- Decades:: 1970s; 1980s; 1990s; 2000s; 2010s;
- See also:: List of years in Kerala History of Kerala

= 1997 in Kerala =

Events in the year 1997 in Kerala.

== Incumbents ==
Governors of Kerala -

- Khurshed Alam Khan till January 25.
- Sukhdev Singh Kang since January 25.

Chief minister of Kerala – E.K. Nayanar

== Events ==

- May 5 - A bus accident in Mylakkadu, Kollam district on National Highway 47 claims ten lives.
- June 30 - Kerala State Co-operative Consumers Federation Limited starts 1020 Neeti Store across state through a formal inauguration by E. K. Nayanar at Thiruvananthapuram.
- July 9 - United Democratic Front conducts 18 hour Hartal in the state to protest against the arrest of M. V. Raghavan in connection with Koothuparamba firing.
- July 25 - K. R. Narayanan becomes the first Malayali and Dalit to become President of India.
- July 28 - Kerala High Court declares bandh illegal and unconstitutional on a petition filed by the Ernakulam Chamber of Commerce.
- July - KSKTU under leadership of V. S. Achuthanandan launches SRFA (Save Rice Field Agitation) protest against conversion of paddy fields to commercial purposes and cash crops in Alappuzha district.
- August 4 - Government of Kerala took possession of 94 acres of land in Thinkalkarikkakom which was under illegal possession of Thangal Kunju Musaliar through violation of lease terms.
- August 6 - A police raid in an ice cream parlor in Kozhikode reveals Ice cream parlour sex scandal allegedly involving P. K. Kunhalikutty.
- October 9 - Government of Kerala takes control over Sivagiri Mutt through an ordinance.
- October 17 - Elizabeth II the monarch of United Kingdom visits Kochi.
- October - Arundhati Roy becomes the first Indian author to win Booker Prize.

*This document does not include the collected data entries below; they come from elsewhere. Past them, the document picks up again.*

//! Tests for `variant` module

use std::fs;
use std::path::Path;

use super::error::Error;
use super::variant::*;

fn registry(base: bool, capacities: &[usize]) -> VariantRegistry {
    let dir = Path::new("/data");
    let mut registry = VariantRegistry::new(dir, "train");
    if base {
        registry = registry.with_base(FilePair::for_split(dir, "train", None));
    }
    for &k in capacities {
        registry = registry.with_variant(k, FilePair::for_split(dir, "train", Some(k)));
    }
    registry
}

fn touch(dir: &Path, name: &str) {
    fs::write(dir.join(name), b"").expect("touch");
}

// -------------------------------------------------------------------------
// Pure selection
// -------------------------------------------------------------------------

#[test]
fn test_select_capacity_picks_smallest_sufficient() {
    assert_eq!(select_capacity([5, 15, 20], 10), Some(15));
    assert_eq!(select_capacity([5, 15, 20], 15), Some(15));
    assert_eq!(select_capacity([5, 15, 20], 21), None);
    assert_eq!(select_capacity([], 1), None);
}

#[test]
fn test_select_smallest_qualifying_variant() {
    // Arrange
    let registry = registry(true, &[5, 15, 20]);

    // Act
    let selection = registry.select(10).expect("select");

    // Assert
    assert_eq!(selection.capacity, 15);
    assert!(selection.suffixed);
    assert_eq!(selection.files.features, Path::new("/data/object.train.15"));
    assert_eq!(selection.files.mask, Path::new("/data/object_mask.train.15"));
}

#[test]
fn test_select_falls_back_to_base() {
    let registry = registry(true, &[5]);

    let selection = registry.select(10).expect("select");

    assert_eq!(selection.capacity, DEFAULT_CAPACITY);
    assert!(!selection.suffixed);
    assert_eq!(selection.files.features, Path::new("/data/object.train"));
}

#[test]
fn test_select_prefers_larger_variant_over_base() {
    let registry = registry(true, &[36]);

    let selection = registry.select(10).expect("select");

    assert_eq!(selection.capacity, 36);
    assert!(selection.suffixed);
    assert_eq!(selection.files.features, Path::new("/data/object.train.36"));
}

#[test]
fn test_select_exact_variant_over_base() {
    let registry = registry(true, &[20]);

    let selection = registry.select(20).expect("select");

    assert_eq!(selection.capacity, 20);
    assert!(selection.suffixed);
}

#[test]
fn test_select_beyond_every_variant_fails() {
    let registry = registry(true, &[5, 15, 20]);

    let result = registry.select(25);

    match result {
        Err(Error::VariantNotFound { requested, split, .. }) => {
            assert_eq!(requested, 25);
            assert_eq!(split, "train");
        }
        other => panic!("unexpected result: {other:?}"),
    }
}

#[test]
fn test_select_large_variant_above_default() {
    let registry = registry(true, &[5, 50]);

    let selection = registry.select(25).expect("select");

    assert_eq!(selection.capacity, 50);
}

#[test]
fn test_select_without_base_uses_variant() {
    let registry = registry(false, &[8]);

    assert_eq!(registry.select(3).expect("select").capacity, 8);
}

#[test]
fn test_select_empty_registry_fails() {
    let registry = registry(false, &[]);

    assert!(registry.is_empty());
    assert!(matches!(
        registry.select(1),
        Err(Error::VariantNotFound { .. })
    ));
}

#[test]
fn test_select_zero_capacity_is_invalid() {
    let registry = registry(true, &[]);

    assert!(matches!(registry.select(0), Err(Error::InvalidCapacity(0))));
}

// -------------------------------------------------------------------------
// Directory scan
// -------------------------------------------------------------------------

#[test]
fn test_scan_finds_base_and_variants() {
    // Arrange
    let dir = tempfile::tempdir().expect("tempdir");
    for name in [
        "object.train",
        "object_mask.train",
        "object.train.5",
        "object_mask.train.5",
        "object.train.15",
        "object_mask.train.15",
    ] {
        touch(dir.path(), name);
    }

    // Act
    let registry = VariantRegistry::scan(dir.path(), "train").expect("scan");

    // Assert
    assert!(registry.base().is_some());
    assert_eq!(registry.capacities().collect::<Vec<_>>(), vec![5, 15]);
    assert_eq!(registry.split(), "train");
    assert_eq!(registry.dir(), dir.path());
}

#[test]
fn test_scan_ignores_other_splits_and_junk() {
    let dir = tempfile::tempdir().expect("tempdir");
    for name in [
        "object.valid.5",
        "object_mask.valid.5",
        "object.train.bak",
        "object.train.5.tmp",
        "object.train.0",
        "object_mask.train.0",
        "sent_num.train",
    ] {
        touch(dir.path(), name);
    }

    let registry = VariantRegistry::scan(dir.path(), "train").expect("scan");

    assert!(registry.is_empty());
}

#[test]
fn test_scan_requires_mask_file() {
    let dir = tempfile::tempdir().expect("tempdir");
    touch(dir.path(), "object.train");
    touch(dir.path(), "object.train.10");
    touch(dir.path(), "object_mask.train.10");

    let registry = VariantRegistry::scan(dir.path(), "train").expect("scan");

    assert!(registry.base().is_none());
    assert_eq!(registry.variants().count(), 1);
}

#[test]
fn test_scan_ignores_directories() {
    let dir = tempfile::tempdir().expect("tempdir");
    fs::create_dir(dir.path().join("object.train.7")).expect("mkdir");
    touch(dir.path(), "object_mask.train.7");

    let registry = VariantRegistry::scan(dir.path(), "train").expect("scan");

    assert!(registry.is_empty());
}

#[test]
fn test_select_variant_on_disk() {
    let dir = tempfile::tempdir().expect("tempdir");
    for name in [
        "object.test",
        "object_mask.test",
        "object.test.5",
        "object_mask.test.5",
        "object.test.15",
        "object_mask.test.15",
        "object.test.20",
        "object_mask.test.20",
    ] {
        touch(dir.path(), name);
    }

    assert_eq!(select_variant(dir.path(), "test", 10).expect("select").capacity, 15);
    assert_eq!(select_variant(dir.path(), "test", 5).expect("select").capacity, 5);
    assert!(matches!(
        select_variant(dir.path(), "test", 25),
        Err(Error::VariantNotFound { .. })
    ));
}

#[test]
fn test_select_variant_on_disk_skips_base_when_variant_qualifies() {
    // Arrange
    let dir = tempfile::tempdir().expect("tempdir");
    for name in [
        "object.train",
        "object_mask.train",
        "object.train.36",
        "object_mask.train.36",
    ] {
        touch(dir.path(), name);
    }

    // Act
    let selection = select_variant(dir.path(), "train", 10).expect("select");

    // Assert
    assert_eq!(selection.capacity, 36);
    assert!(selection.suffixed);
    assert_eq!(selection.files.features, dir.path().join("object.train.36"));
}

#[test]
fn test_scan_missing_dir_is_io_error() {
    let dir = tempfile::tempdir().expect("tempdir");

    let result = VariantRegistry::scan(&dir.path().join("absent"), "train");

    assert!(matches!(result, Err(Error::Io(_))));
}

mod proptest_tests {
    use super::*;
    use proptest::prelude::*;

    proptest! {
        #![proptest_config(ProptestConfig::with_cases(128))]

        /// Property: the smallest sufficient suffixed variant wins; the base
        /// is used only when no suffixed variant is large enough
        #[test]
        fn prop_selection_is_minimal_sufficient(
            base in any::<bool>(),
            capacities in proptest::collection::btree_set(1usize..64, 0..8),
            requested in 1usize..64,
        ) {
            let capacities: Vec<usize> = capacities.into_iter().collect();
            let registry = registry(base, &capacities);
            let suffixed_fit = capacities.iter().copied().filter(|&k| k >= requested).min();

            match registry.select(requested) {
                Ok(selection) => {
                    prop_assert!(selection.capacity >= requested);
                    match suffixed_fit {
                        Some(k) => {
                            prop_assert!(selection.suffixed);
                            prop_assert_eq!(selection.capacity, k);
                        }
                        None => {
                            prop_assert!(base);
                            prop_assert!(!selection.suffixed);
                            prop_assert_eq!(selection.capacity, DEFAULT_CAPACITY);
                        }
                    }
                }
                Err(Error::VariantNotFound { .. }) => {
                    prop_assert!(suffixed_fit.is_none());
                    prop_assert!(!base || requested > DEFAULT_CAPACITY);
                }
                Err(other) => prop_assert!(false, "unexpected error {other}"),
            }
        }

        /// Property: selection is deterministic regardless of insertion order
        #[test]
        fn prop_selection_is_deterministic(
            capacities in proptest::collection::vec(1usize..64, 0..8),
            requested in 1usize..64,
        ) {
            let forward = registry(true, &capacities).select(requested);
            let mut reversed_caps = capacities.clone();
            reversed_caps.reverse();
            let reversed = registry(true, &reversed_caps).select(requested);

            prop_assert_eq!(forward.ok(), reversed.ok());
        }
    }
}
//! Record index: maps documents onto the flat global record space.
//!
//! A split is described by two parallel arrays, the number of sentences of
//! each document and the global index of its first sentence. Feature files
//! are laid out by global index, so the only thing the store needs from the
//! index is [`RecordIndex::total_records`]; [`RecordIndex::locate`] goes the
//! other way for callers that think in documents.

use std::ops::Range;
use std::path::Path;

use crate::error::{Error, Result};
use crate::layout;
use crate::npy;

/// Position of a global record inside its document.
#[derive(Debug, Clone, Copy, PartialEq, Eq)]
pub struct RecordLocation {
    /// Document number.
    pub document: usize,
    /// Sentence number within the document.
    pub sentence: u64,
}

/// Validated sentence counts and offsets of one split.
#[derive(Debug, Clone, PartialEq, Eq)]
pub struct RecordIndex {
    sent_num: Vec<u64>,
    offsets: Vec<u64>,
    total_records: u64,
}

impl RecordIndex {
    /// Builds an index from per-document sentence counts and start offsets.
    ///
    /// # Errors
    ///
    /// Returns [`Error::CorruptIndex`] if the arrays are empty, differ in
    /// length, contain negative values, or are not contiguous
    /// (`offsets[i] + sent_num[i] == offsets[i + 1]`).
    pub fn new(sent_num: Vec<u64>, offsets: Vec<u64>) -> Result<Self> {
        if sent_num.is_empty() || offsets.is_empty() {
            return Err(Error::CorruptIndex(
                "sentence counts and offsets must not be empty".into(),
            ));
        }
        if sent_num.len() != offsets.len() {
            return Err(Error::CorruptIndex(format!(
                "{} sentence counts but {} offsets",
                sent_num.len(),
                offsets.len()
            )));
        }

        for (doc, window) in offsets.windows(2).enumerate() {
            if window[1] < window[0] {
                return Err(Error::CorruptIndex(format!(
                    "offsets decrease at document {}: {} -> {}",
                    doc + 1,
                    window[0],
                    window[1]
                )));
            }
            let end = window[0].checked_add(sent_num[doc]).ok_or_else(|| {
                Error::CorruptIndex(format!("document {doc} overflows the record space"))
            })?;
            if end != window[1] {
                return Err(Error::CorruptIndex(format!(
                    "document {doc} ends at {end} but document {} starts at {}",
                    doc + 1,
                    window[1]
                )));
            }
        }

        let last = offsets.len() - 1;
        let total_records = offsets[last]
            .checked_add(sent_num[last])
            .ok_or_else(|| Error::CorruptIndex("record count overflows".into()))?;

        Ok(Self {
            sent_num,
            offsets,
            total_records,
        })
    }

    /// Loads `sent_num.<split>` and `offsets.<split>` from `dir`.
    ///
    /// # Errors
    ///
    /// Returns [`Error::Io`] / [`Error::Npy`] if either file is unreadable and
    /// [`Error::CorruptIndex`] if their contents are inconsistent.
    pub fn load(dir: &Path, split: &str) -> Result<Self> {
        let sent_num = to_unsigned(
            npy::read_i64_array(&layout::sent_num_file(dir, split))?,
            "sentence count",
        )?;
        let offsets = to_unsigned(
            npy::read_i64_array(&layout::offsets_file(dir, split))?,
            "offset",
        )?;
        Self::new(sent_num, offsets)
    }

    /// Number of records in the split (`offsets[last] + sent_num[last]`).
    #[must_use]
    pub fn total_records(&self) -> u64 {
        self.total_records
    }

    /// Number of documents.
    #[must_use]
    pub fn num_documents(&self) -> usize {
        self.sent_num.len()
    }

    /// Per-document sentence counts.
    #[must_use]
    pub fn sent_num(&self) -> &[u64] {
        &self.sent_num
    }

    /// Per-document start offsets.
    #[must_use]
    pub fn offsets(&self) -> &[u64] {
        &self.offsets
    }

    /// Global record range covered by `document`.
    #[must_use]
    pub fn document_range(&self, document: usize) -> Option<Range<u64>> {
        let start = *self.offsets.get(document)?;
        Some(start..start + self.sent_num[document])
    }

    /// Finds the document and sentence of global record `record`.
    ///
    /// Returns `None` when `record` is outside `[offsets[0], total_records)`.
    /// Empty documents never own a record.
    #[must_use]
    pub fn locate(&self, record: u64) -> Option<RecordLocation> {
        if record >= self.total_records || record < self.offsets[0] {
            return None;
        }
        // Last document whose start is <= record; skips empty documents that
        // share a start offset with a later one.
        let document = self.offsets.partition_point(|&start| start <= record) - 1;
        Some(RecordLocation {
            document,
            sentence: record - self.offsets[document],
        })
    }
}

fn to_unsigned(values: Vec<i64>, what: &str) -> Result<Vec<u64>> {
    values
        .into_iter()
        .enumerate()
        .map(|(i, v)| {
            u64::try_from(v)
                .map_err(|_| Error::CorruptIndex(format!("negative {what} {v} at document {i}")))
        })
        .collect()
}
//! Object feature dataset of one split.
//!
//! [`ObjectDataset`] ties the pieces together: it loads the record index,
//! picks the cheapest truncation variant that still holds `max_obj` slots,
//! optionally warms it up, and maps it.

use std::path::{Path, PathBuf};

use tracing::{info, warn};

use crate::config::ObjfeatConfig;
use crate::error::Result;
use crate::index::RecordIndex;
use crate::store::{FeatureRecord, FeatureStore, FEATURE_DIM};
use crate::variant::{Selection, VariantRegistry, DEFAULT_CAPACITY};
use crate::warmup;

/// Options for [`ObjectDataset::open_with`].
#[derive(Debug, Clone, PartialEq, Eq)]
pub struct DatasetOptions {
    /// Object slots returned per record.
    pub max_obj: usize,
    /// Floats per object slot.
    pub dim: usize,
    /// Read the selected files once before mapping them.
    pub warmup: bool,
}

impl Default for DatasetOptions {
    fn default() -> Self {
        Self {
            max_obj: DEFAULT_CAPACITY,
            dim: FEATURE_DIM,
            warmup: false,
        }
    }
}

/// Random-access object features of one dataset split.
#[derive(Debug)]
pub struct ObjectDataset {
    dir: PathBuf,
    split: String,
    index: RecordIndex,
    selection: Selection,
    store: FeatureStore,
}

impl ObjectDataset {
    /// Opens `split` in `dir`, returning `max_obj` slots per record.
    ///
    /// # Errors
    ///
    /// - [`Error::CorruptIndex`](crate::Error::CorruptIndex) for malformed
    ///   sentence counts or offsets.
    /// - [`Error::VariantNotFound`](crate::Error::VariantNotFound) if no
    ///   variant holds `max_obj` slots.
    /// - [`Error::ShapeMismatch`](crate::Error::ShapeMismatch) if the selected
    ///   files disagree with the index.
    pub fn open(dir: impl AsRef<Path>, split: &str, max_obj: usize) -> Result<Self> {
        Self::open_with(
            dir,
            split,
            &DatasetOptions {
                max_obj,
                ..DatasetOptions::default()
            },
        )
    }

    /// Opens `split` in `dir` with explicit options.
    ///
    /// # Errors
    ///
    /// See [`ObjectDataset::open`].
    pub fn open_with(
        dir: impl AsRef<Path>,
        split: &str,
        options: &DatasetOptions,
    ) -> Result<Self> {
        let dir = dir.as_ref();
        let index = RecordIndex::load(dir, split)?;
        let selection = VariantRegistry::scan(dir, split)?.select(options.max_obj)?;

        if options.warmup {
            if let Err(e) = warmup::warmup_files(&selection.files) {
                warn!(error = %e, "warm-up failed, continuing without it");
            }
        }

        let store = FeatureStore::open(
            &selection.files,
            index.total_records(),
            selection.capacity,
            options.dim,
            options.max_obj,
        )?;

        info!(
            dir = %dir.display(),
            split,
            records = index.total_records(),
            documents = index.num_documents(),
            max_obj = options.max_obj,
            truncate = selection.capacity,
            "opened object dataset"
        );

        Ok(Self {
            dir: dir.to_path_buf(),
            split: split.to_string(),
            index,
            selection,
            store,
        })
    }

    /// Opens the dataset described by the `[dataset]` config section.
    ///
    /// # Errors
    ///
    /// Returns [`Error::Config`](crate::Error::Config) for an invalid
    /// configuration, otherwise see [`ObjectDataset::open`].
    pub fn from_config(config: &ObjfeatConfig) -> Result<Self> {
        config.validate()?;
        let dataset = &config.dataset;
        Self::open_with(
            &dataset.data_dir,
            &dataset.split,
            &DatasetOptions {
                max_obj: dataset.max_obj,
                dim: dataset.dim,
                warmup: dataset.warmup,
            },
        )
    }

    /// Returns record `index` with `max_obj` slots.
    ///
    /// # Errors
    ///
    /// Returns [`Error::IndexOutOfRange`](crate::Error::IndexOutOfRange) if
    /// `index >= len()`.
    #[inline]
    pub fn get(&self, index: u64) -> Result<FeatureRecord<'_>> {
        self.store.get(index)
    }

    /// Returns record `index` truncated to `min(slots, capacity)` slots.
    ///
    /// # Errors
    ///
    /// See [`FeatureStore::get_truncated`].
    #[inline]
    pub fn get_truncated(&self, index: u64, slots: usize) -> Result<FeatureRecord<'_>> {
        self.store.get_truncated(index, slots)
    }

    /// Number of records (utterances) in the split.
    #[must_use]
    pub fn len(&self) -> u64 {
        self.store.len()
    }

    /// Returns true if the split has no records.
    #[must_use]
    pub fn is_empty(&self) -> bool {
        self.store.is_empty()
    }

    /// Iterates all records in global order.
    pub fn iter(&self) -> impl Iterator<Item = FeatureRecord<'_>> {
        self.store.iter()
    }

    /// Object slots returned per record.
    #[must_use]
    pub fn max_obj(&self) -> usize {
        self.store.requested()
    }

    /// Variant chosen at open time.
    #[must_use]
    pub fn selection(&self) -> &Selection {
        &self.selection
    }

    /// Document index of the split.
    #[must_use]
    pub fn index(&self) -> &RecordIndex {
        &self.index
    }

    /// Underlying mapped store.
    #[must_use]
    pub fn store(&self) -> &FeatureStore {
        &self.store
    }

    /// Dataset root.
    #[must_use]
    pub fn dir(&self) -> &Path {
        &self.dir
    }

    /// Split name.
    #[must_use]
    pub fn split(&self) -> &str {
        &self.split
    }
}
//! # `objfeat` Core
//!
//! Random-access object-detection features for dialogue datasets.
//!
//! Every utterance of a split owns one record: a `max_obj x 2048` matrix of
//! Faster R-CNN region features plus a mask telling real objects from
//! padding. Records live in flat files far larger than memory, so they are
//! memory-mapped and served by offset arithmetic.
//!
//! ## Features
//!
//! - **Validated index**: per-document sentence counts and offsets are
//!   checked when the dataset opens, never lazily.
//! - **Truncation variants**: `object.<split>.<K>` copies keep only `K`
//!   slots per record; the smallest copy that still holds `max_obj` slots is
//!   mapped.
//! - **Zero-copy reads**: records borrow straight from the mapping.
//! - **Lock-free**: stores are immutable, share them across threads freely.
//!
//! ## Quick Start
//!
//! ```rust,ignore
//! use objfeat_core::ObjectDataset;
//!
//! let dataset = ObjectDataset::open("./preprocessed_data", "train", 10)?;
//! println!("{} records, variant {}", dataset.len(), dataset.selection().capacity);
//!
//! let record = dataset.get(42)?;
//! for (slot, features) in record.objects() {
//!     println!("object {slot}: {} floats", features.len());
//! }
//! ```

#![warn(missing_docs)]
#![warn(clippy::all)]
#![warn(clippy::pedantic)]
#![allow(clippy::module_name_repetitions)]
// =============================================================================
// NUMERIC CAST LINTS
// =============================================================================
// Record indices are u64 on disk and usize in memory. `FeatureStore::open`
// checks that every mapped byte offset fits usize before any cast happens.
// =============================================================================
#![allow(clippy::cast_possible_truncation)]
#![allow(clippy::cast_precision_loss)]
#![allow(clippy::cast_lossless)]
#![allow(clippy::missing_errors_doc)]
#![allow(clippy::doc_markdown)]

pub mod config;
pub mod dataset;
pub mod error;
pub mod index;
pub mod layout;
pub mod npy;
pub mod store;
#[cfg(test)]
mod test_fixtures;
pub mod variant;
#[cfg(test)]
mod variant_tests;
pub mod warmup;

pub use config::{ConfigError, DatasetConfig, LoggingConfig, ObjfeatConfig};
pub use dataset::{DatasetOptions, ObjectDataset};
pub use error::{Error, Result};
pub use index::{RecordIndex, RecordLocation};
pub use store::{FeatureRecord, FeatureStore, MaskView, OwnedRecord, FEATURE_DIM};
pub use variant::{
    select_capacity, select_variant, FilePair, Selection, VariantRegistry, DEFAULT_CAPACITY,
};
pub use warmup::{warmup_file, warmup_files};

She won the prize for her first book The God of Small Things.
- December 6 - An Islamic fundamentalist organization carries out blasts in Chennai-Alleppey Express at Thrissur railway station killing three.

== Deaths ==

- 15 July - Jayaram Padikkal, Indian Police Service officer, 60.
- December 12 - M. G. Soman, actor, 56.